YOUR ASSIGNMENT
Up to and including the line that contains "let mut registry = horizontal?;", write out each line of the material from its first line, exactly.

RECORDS PROVIDED

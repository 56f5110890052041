// The two orientation passes never write anything but their own registry,
// so they can run concurrently as long as the merged result keeps the
// sequential contract: horizontal matches strictly before vertical ones.
// Each pass runs on its own blocking worker with a per-pass registry; the
// merge order, not completion order, decides the final sequence.

use crate::core_modules::geometry::Orientation;
use crate::core_modules::registry::MatchRegistry;
use crate::core_modules::scanner;
use crate::core_modules::surface::PixelSurface;
use futures::future;
use std::sync::Arc;
use tokio::task::{self, JoinError};

/// Runs both orientation passes concurrently. The returned registry is
/// identical to the sequential `pipeline::detect_crewmates` output.
pub async fn detect_crewmates<S>(surface: Arc<S>) -> Result<MatchRegistry, JoinError>
where
    S: PixelSurface + Send + Sync + 'static,
{
    let horizontal_surface = Arc::clone(&surface);
    let horizontal = task::spawn_blocking(move || {
        let mut registry = MatchRegistry::new();
        scanner::scan(
            horizontal_surface.as_ref(),
            Orientation::Horizontal,
            &mut registry,
        );
        registry
    });

    let vertical = task::spawn_blocking(move || {
        let mut registry = MatchRegistry::new();
        scanner::scan(surface.as_ref(), Orientation::Vertical, &mut registry);
        registry
    });

    let (horizontal, vertical) = future::join(horizontal, vertical).await;
    let mut registry = horizontal?;
    registry.merge(vertical?);
    Ok(registry)
}
// THEORY:
// The `scanner` drives the whole detection pipeline for one orientation. It
// walks the image interior along the orientation's scan axis (rows for
// `Horizontal`, columns for `Vertical`) keeping a run-length count of
// consecutive same-color pixels in an explicit `ScanContext` value. The
// context is reset at scan start, at every row/column crossing, and after
// every run event, so no state ever leaks between lines or between
// overlapping runs inside one color streak.
//
// When a run reaches five equal pixels (`consecutive == 4`), its midpoint is
// the candidate anchor. Before paying for validation, the four diagonal
// neighbors of the midpoint disambiguate which flip pair can possibly apply:
//
//     AL . AR        AL/BR in the run color  ->  [ZERO, BOTH]
//      .  m  .       AR/BL in the run color  ->  [HORIZONTAL, VERTICAL]
//     BL . BR        anything else           ->  not a shape, abandon
//
// Each flip in the proposed pair is handed to the validator in order; the
// first one that passes all three checks is recorded as a `Crewmate`. An
// out-of-bounds corner sample simply never matches, so runs flush against
// the image edge are dropped silently.
//
// The walk covers rows/columns `1 ..= dim-2` on the cross axis and
// `1 ..= dim-1` on the scan axis: the silhouette needs at least one pixel of
// contrasting context on every side, so anchors on the outermost border can
// never validate anyway.

use crate::core_modules::geometry::{Flip, Offset, Orientation};
use crate::core_modules::registry::{Crewmate, MatchRegistry};
use crate::core_modules::surface::{Color, NO_COLOR, PixelSurface};
use crate::core_modules::validator;

/// A run of five equal pixels triggers a candidate (the counter starts at
/// zero when a new color is locked onto).
const RUN_LENGTH_TRIGGER: u32 = 4;

/// Per-pass run-length state, threaded through the walk by value.
#[derive(Debug, Clone, PartialEq, Eq)]
pub struct ScanContext {
    current_color: Color,
    consecutive: u32,
}

impl ScanContext {
    pub fn new() -> Self {
        Self {
            current_color: NO_COLOR,
            consecutive: 0,
        }
    }

    pub fn reset(&mut self) {
        self.current_color = NO_COLOR;
        self.consecutive = 0;
    }

    /// Feeds one pixel into the run-length counter. Returns `true` when the
    /// run has just reached trigger length.
    fn observe(&mut self, color: Color) -> bool {
        if self.current_color == color {
            self.consecutive += 1;
        } else {
            self.current_color = color;
            self.consecutive = 0;
        }
        self.consecutive >= RUN_LENGTH_TRIGGER
    }
}

impl Default for ScanContext {
    fn default() -> Self {
        Self::new()
    }
}

/// Scans the surface along one orientation, appending every confirmed match
/// to the registry in scan order.
pub fn scan<S: PixelSurface>(surface: &S, orientation: Orientation, registry: &mut MatchRegistry) {
    let width = surface.width() as i32;
    let height = surface.height() as i32;
    let (cross_end, scan_end) = match orientation {
        Orientation::Horizontal => (height - 2, width - 1),
        Orientation::Vertical => (width - 2, height - 1),
    };

    let mut context = ScanContext::new();
    for cross in 1..=cross_end {
        context.reset();
        for along in 1..=scan_end {
            let (x, y) = match orientation {
                Orientation::Horizontal => (along, cross),
                Orientation::Vertical => (cross, along),
            };
            let Some(color) = surface.color_at(x, y) else {
                context.reset();
                continue;
            };

            if context.observe(color) {
                let (mid_x, mid_y) = match orientation {
                    Orientation::Horizontal => (x - 2, y),
                    Orientation::Vertical => (x, y - 2),
                };

                if let Some(flips) = corner_flip_pair(surface, mid_x, mid_y, context.current_color)
                {
                    for flip in flips {
                        let offset = Offset {
                            x: mid_x,
                            y: mid_y,
                            orientation,
                            flip,
                        };
                        if validator::confirm(surface, &offset, context.current_color) {
                            registry.push(Crewmate {
                                offset,
                                color: context.current_color,
                            });
                            break;
                        }
                    }
                }

                // A processed run is spent either way; do not reconsider
                // overlapping runs within the same color streak.
                context.reset();
            }
        }
    }
}

/// Samples the four diagonal neighbors of a run midpoint and decides which
/// flip pair could place the silhouette there. `None` means the corners rule
/// the run out entirely, including when a corner lies out of bounds.
fn corner_flip_pair<S: PixelSurface>(
    surface: &S,
    mid_x: i32,
    mid_y: i32,
    run_color: Color,
) -> Option<[Flip; 2]> {
    let above_left = surface.color_at(mid_x - 1, mid_y - 1);
    let above_right = surface.color_at(mid_x + 1, mid_y - 1);
    let below_left = surface.color_at(mid_x - 1, mid_y + 1);
    let below_right = surface.color_at(mid_x + 1, mid_y + 1);

    if above_left == Some(run_color) && below_right == Some(run_color) {
        Some([Flip::ZERO, Flip::BOTH])
    } else if above_right == Some(run_color) && below_left == Some(run_color) {
        Some([Flip::HORIZONTAL, Flip::VERTICAL])
    } else {
        None
    }
}

#[cfg(test)]
mod tests {
    use super::*;
    use crate::core_modules::surface::pack_rgba;
    use image::{Rgba, RgbaImage};

    const BACKGROUND: Rgba<u8> = Rgba([10, 20, 30, 255]);
    const BODY: Rgba<u8> = Rgba([200, 30, 40, 255]);

    #[test]
    fn context_triggers_on_fifth_equal_pixel() {
        let mut context = ScanContext::new();
        let color = pack_rgba(BODY.0);
        assert!(!context.observe(color));
        assert!(!context.observe(color));
        assert!(!context.observe(color));
        assert!(!context.observe(color));
        assert!(context.observe(color));
    }

    #[test]
    fn color_change_resets_the_run() {
        let mut context = ScanContext::new();
        let first = pack_rgba([1, 1, 1, 255]);
        let second = pack_rgba([2, 2, 2, 255]);
        for _ in 0..4 {
            context.observe(first);
        }
        assert!(!context.observe(second));
        for _ in 0..3 {
            assert!(!context.observe(second));
        }
        assert!(context.observe(second));
    }

    #[test]
    fn sentinel_merges_with_color_zero_runs() {
        // Packed 0 is the sentinel, so a fresh context treats a
        // transparent-black pixel as a continuation of "no run". Documented
        // behavior carried over from the reference scanner.
        let mut context = ScanContext::new();
        assert!(!context.observe(NO_COLOR));
        assert_eq!(context.consecutive, 1);
    }

    #[test]
    fn corner_pair_selects_main_diagonal_flips() {
        let mut img = RgbaImage::from_pixel(9, 9, BACKGROUND);
        img.put_pixel(3, 3, BODY);
        img.put_pixel(5, 5, BODY);
        let pair = corner_flip_pair(&img, 4, 4, pack_rgba(BODY.0));
        assert_eq!(pair, Some([Flip::ZERO, Flip::BOTH]));
    }

    #[test]
    fn corner_pair_selects_anti_diagonal_flips() {
        let mut img = RgbaImage::from_pixel(9, 9, BACKGROUND);
        img.put_pixel(5, 3, BODY);
        img.put_pixel(3, 5, BODY);
        let pair = corner_flip_pair(&img, 4, 4, pack_rgba(BODY.0));
        assert_eq!(pair, Some([Flip::HORIZONTAL, Flip::VERTICAL]));
    }

    #[test]
    fn out_of_bounds_corner_abandons_the_run() {
        let img = RgbaImage::from_pixel(9, 9, BODY);
        assert_eq!(corner_flip_pair(&img, 0, 4, pack_rgba(BODY.0)), None);
        assert_eq!(corner_flip_pair(&img, 4, 8, pack_rgba(BODY.0)), None);
    }

    #[test]
    fn uniform_image_yields_no_matches() {
        let img = RgbaImage::from_pixel(32, 32, BODY);
        let mut registry = MatchRegistry::new();
        scan(&img, Orientation::Horizontal, &mut registry);
        scan(&img, Orientation::Vertical, &mut registry);
        assert!(registry.is_empty());
    }

    #[test]
    fn undersized_image_is_scanned_without_panicking() {
        let img = RgbaImage::from_pixel(3, 2, BODY);
        let mut registry = MatchRegistry::new();
        scan(&img, Orientation::Horizontal, &mut registry);
        scan(&img, Orientation::Vertical, &mut registry);
        assert!(registry.is_empty());
    }
}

SOLUTION FOR THIS TASK
repository 56f5110890052041
// The two orientation passes never write anything but their own registry,
// so they can run concurrently as long as the merged result keeps the
// sequential contract: horizontal matches strictly before vertical ones.
// Each pass runs on its own blocking worker with a per-pass registry; the
// merge order, not completion order, decides the final sequence.

use crate::core_modules::geometry::Orientation;
use crate::core_modules::registry::MatchRegistry;
use crate::core_modules::scanner;
use crate::core_modules::surface::PixelSurface;
use futures::future;
use std::sync::Arc;
use tokio::task::{self, JoinError};

/// Runs both orientation passes concurrently. The returned registry is
/// identical to the sequential `pipeline::detect_crewmates` output.
pub async fn detect_crewmates<S>(surface: Arc<S>) -> Result<MatchRegistry, JoinError>
where
    S: PixelSurface + Send + Sync + 'static,
{
    let horizontal_surface = Arc::clone(&surface);
    let horizontal = task::spawn_blocking(move || {
        let mut registry = MatchRegistry::new();
        scanner::scan(
            horizontal_surface.as_ref(),
            Orientation::Horizontal,
            &mut registry,
        );
        registry
    });

    let vertical = task::spawn_blocking(move || {
        let mut registry = MatchRegistry::new();
        scanner::scan(surface.as_ref(), Orientation::Vertical, &mut registry);
        registry
    });

    let (horizontal, vertical) = future::join(horizontal, vertical).await;
    let mut registry = horizontal?;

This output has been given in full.